Теперь во все праздники, посвященные Казанской иконе Божией Матери, мы во время всенощной после первого часа начинаем читать 12 акафистов. В знак благодарности Божией Матери за то, что Она избавила сестер обители от смертельной болезни. В нашем монастыре с большой торжественностью отмечаются праздники в честь Казанской иконы. Сестры несут большой молитвенный подвиг. Они на себе ощущают благодатную помощь и присутствие благодати Божией, исходящей от этой иконы. Она же помогает и мне нести игуменский крест.
– А как тяжел на Святой Земле ваш игуменский крест?

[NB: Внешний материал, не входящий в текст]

#[cfg(test)]
mod tests {
    use super::*;

    fn store() -> Store {
        Store::new(Connection::open_in_memory().unwrap()).unwrap()
    }

    fn exec(store: &Store, sql: &str, args: &[&dyn ToSql]) {
        store.conn.lock().unwrap().execute(sql, args).unwrap();
    }

    #[test]
    fn append_creates_then_reuses_open_ticket() {
        let store = store();
        let t1 = store.append_user_message(111, 1, "hi", false).unwrap();
        let t2 = store.append_user_message(111, 2, "anyone?", false).unwrap();
        assert_eq!(t1, t2);

        let open = store.open_tickets(111).unwrap();
        assert_eq!(open.len(), 1);

        let ticket = store.ticket_with_messages(t1).unwrap().unwrap();
        assert_eq!(ticket.messages.len(), 2);
        assert_eq!(ticket.messages[0].message_id, 1);
        assert_eq!(ticket.messages[1].user_text, "anyone?");
    }

    #[test]
    fn closed_ticket_is_not_reused() {
        let store = store();
        let t1 = store.append_user_message(111, 1, "hi", false).unwrap();
        store.close_ticket(t1).unwrap();
        let t2 = store.append_user_message(111, 2, "again", false).unwrap();
        assert_ne!(t1, t2);
        assert_eq!(store.open_tickets(111).unwrap().len(), 1);
    }

    #[test]
    fn newest_message_lands_in_the_unique_open_ticket() {
        let store = store();
        store.append_user_message(42, 7, "a", false).unwrap();
        let open = &store.open_tickets(42).unwrap()[0];
        let msg = store.message_by_platform_id(42, 7).unwrap().unwrap();
        assert_eq!(msg.message.ticket_id, open.ticket_id);
    }

    #[test]
    fn messages_sorted_by_platform_id() {
        let store = store();
        let t = store.append_user_message(1, 30, "third", false).unwrap();
        store.append_user_message(1, 10, "first", false).unwrap();
        store.append_user_message(1, 20, "second", false).unwrap();
        let ticket = store.ticket_with_messages(t).unwrap().unwrap();
        let ids: Vec<i64> = ticket.messages.iter().map(|m| m.message_id).collect();
        assert_eq!(ids, vec![10, 20, 30]);
    }

    #[test]
    fn lang_and_category_set_exactly_once() {
        let store = store();
        let t = store.append_user_message(1, 1, "hi", false).unwrap();
        assert!(store.set_lang_and_category(t, "ok", "eng").unwrap());
        assert!(!store.set_lang_and_category(t, "other", "ru").unwrap());

        let ticket = store.ticket_with_messages(t).unwrap().unwrap().ticket;
        assert_eq!(ticket.support_issue.as_deref(), Some("ok"));
        assert_eq!(ticket.lang.as_deref(), Some("eng"));
    }

    #[test]
    fn mark_replied_is_idempotent() {
        let store = store();
        let t = store.append_user_message(1, 1, "hi", false).unwrap();
        store.append_user_message(1, 2, "there", false).unwrap();
        assert_eq!(store.mark_messages_replied(t).unwrap(), 2);
        // Second run rewrites the same rows; nothing new becomes unread.
        store.mark_messages_replied(t).unwrap();
        let ticket = store.ticket_with_messages(t).unwrap().unwrap();
        assert!(ticket.messages.iter().all(|m| m.replied));
    }

    #[test]
    fn edit_rejected_once_replied() {
        let store = store();
        let t = store.append_user_message(9, 5, "typo", false).unwrap();
        assert!(store.update_edited_message(9, 5, "fixed").unwrap());
        store.mark_messages_replied(t).unwrap();
        assert!(!store.update_edited_message(9, 5, "too late").unwrap());

        let msg = store.message_by_platform_id(9, 5).unwrap().unwrap();
        assert_eq!(msg.message.user_text, "fixed");
    }

    #[test]
    fn active_tickets_filters() {
        let store = store();
        let t1 = store.append_user_message(1, 1, "a", false).unwrap();
        let t2 = store.append_user_message(2, 1, "b", false).unwrap();
        store.set_messages_forwarded(t2).unwrap();

        let unforwarded = store
            .active_tickets(&TicketFilter {
                forwarded: Some(false),
                user_id: None,
            })
            .unwrap();
        assert_eq!(unforwarded.len(), 1);
        assert_eq!(unforwarded[0].ticket.ticket_id, t1);

        let per_user = store
            .active_tickets(&TicketFilter {
                forwarded: None,
                user_id: Some(2),
            })
            .unwrap();
        assert_eq!(per_user.len(), 1);
        assert!(per_user[0].ticket.messages_forwarded);
    }

    #[test]
    fn mute_expires_and_row_is_removed_on_read() {
        let store = store();
        store
            .upsert_mute(5, Utc::now() - Duration::hours(1))
            .unwrap();
        assert!(!store.is_muted(5).unwrap());
        // Row is gone now; a second read still reports unmuted.
        let count: i64 = store
            .conn
            .lock()
            .unwrap()
            .query_row("SELECT COUNT(*) FROM support_user_muted", [], |r| r.get(0))
            .unwrap();
        assert_eq!(count, 0);

        store.mute_for_hours(5, 24).unwrap();
        assert!(store.is_muted(5).unwrap());
    }

    #[test]
    fn previous_category_key_reads_second_latest() {
        let store = store();
        let t1 = store.append_user_message(7, 1, "q1", false).unwrap();
        store.set_lang_and_category(t1, "ok", "eng").unwrap();
        store.close_ticket(t1).unwrap();
        let _t2 = store.append_user_message(7, 2, "q2", false).unwrap();

        assert_eq!(
            store.previous_category_key(7).unwrap().as_deref(),
            Some("ok")
        );
    }

    #[test]
    fn group_binding_roundtrip_and_count() {
        let store = store();
        store.upsert_group_binding(1, -100, "+371000001").unwrap();
        store.upsert_group_binding(2, -200, "+371000001").unwrap();
        store.upsert_group_binding(3, -300, "+371000002").unwrap();

        assert_eq!(store.count_groups_created_by("+371000001").unwrap(), 2);
        let binding = store.group_binding(2).unwrap().unwrap();
        assert_eq!(binding.group_id, -200);

        store.delete_group_binding(2).unwrap();
        assert!(store.group_binding(2).unwrap().is_none());
        assert_eq!(store.all_group_bindings().unwrap().len(), 2);
    }

    #[test]
    fn user_and_drops_joins_city_reason_emoji() {
        let store = store();
        store
            .upsert_user(10, Some("ann"), Some("Ann"), None)
            .unwrap();
        exec(
            &store,
            "INSERT INTO products (name, emoji) VALUES ('tea', '🍵')",
            &[],
        );
        exec(&store, "INSERT INTO cities (city) VALUES ('Riga')", &[]);
        let now = Utc::now().to_rfc3339();
        exec(
            &store,
            "INSERT INTO drops (client_id, product_name, status, area_name, batch_amount,
                                lost, city_id, created_at, updated_at)
             VALUES (10, 'tea', 'paid', 'Center', 2.5, 0, 1, ?1, ?1)",
            &[&now as &dyn ToSql],
        );
        exec(
            &store,
            "INSERT INTO drops (client_id, product_name, status, area_name, batch_amount,
                                lost, city_id, created_at, updated_at)
             VALUES (10, 'tea', 'angry_redrop', NULL, 1.0, 1, NULL, ?1, ?1)",
            &[&now as &dyn ToSql],
        );
        exec(
            &store,
            "INSERT INTO redrop_reason (drop_id, reason) VALUES (2, 'empty spot')",
            &[],
        );

        let result = store
            .user_and_drops(10, &["paid", "lost", "redrop", "angry_redrop"], DropOrder::UpdatedAtAsc)
            .unwrap()
            .unwrap();
        assert_eq!(result.drops.len(), 2);
        assert_eq!(result.drops[0].city_name.as_deref(), Some("Riga"));
        assert_eq!(result.drops[0].product_emoji, "🍵");
        assert!(result.drops[1].lost);
        assert_eq!(result.drops[1].reason.as_deref(), Some("empty spot"));

        // Status filter excludes everything else.
        let none = store
            .user_and_drops(10, &["ready"], DropOrder::UpdatedAtAsc)
            .unwrap()
            .unwrap();
        assert!(none.drops.is_empty());
    }

    #[test]
    fn roles_and_settings() {
        let store = store();
        exec(&store, "INSERT INTO roles (role_name) VALUES ('admin')", &[]);
        exec(
            &store,
            "INSERT INTO user_roles (user_id, role_id) VALUES (1, 1)",
            &[],
        );
        assert!(store.user_has_role(1, "admin").unwrap());
        assert!(!store.user_has_role(2, "admin").unwrap());

        assert!(store.bot_settings().unwrap().is_none());
        exec(
            &store,
            "INSERT INTO bot_settings (id, bot_username, support_username)
             VALUES (1, 'shop_bot', 'ops_handle')",
            &[],
        );
        let settings = store.bot_settings().unwrap().unwrap();
        assert_eq!(settings.support_username, "ops_handle");
    }

    #[test]
    fn latest_ticket_date_none_then_some() {
        let store = store();
        assert!(store.latest_ticket_date(1).unwrap().is_none());
        store.append_user_message(1, 1, "hi", false).unwrap();
        let latest = store.latest_ticket_date(1).unwrap().unwrap();
        assert!(Utc::now().signed_duration_since(latest).num_seconds() < 5);
    }
}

– Конечно, он тяжелее здесь, на Святой Земле, чем, скажем, в России, на Украине или в Белоруссии, где игумен или игумения – полные хозяева в своих монастырях. А здесь мы подчинены начальнику Русской духовной миссии в Иерусалиме. Без его благословения я ничего сама не имею права делать: никуда не поехать, никого не принять – трудников и даже паломников. Получаем из миссии распоряжения, которые следует выполнять. И надо все это принимать и трудиться.
Крест свой иерусалимский несу с Божией помощью. Выполняю и послушание покойного Святейшего Патриарха Алексия: принимать с любовью паломников. Слава Богу, их сейчас много, очень много. Конечно, в наших нескольких старых гостиницах, где раньше были богадельни, нет таких номеров, как в городе. В Горнем монастыре никогда раньше паломники не останавливались, в нем жили только одни сестры. Приходится выслушивать и от сестер и от паломников всякое. Игумении ведь приходится отвечать за все, что происходит в монастыре, – за каждую сестру, за трудниц и за паломников. Ну иногда бывает, что поволнуюсь или устану от трудов. Однако Господь и Божия Матерь мне всегда помогают. Слава Богу за все!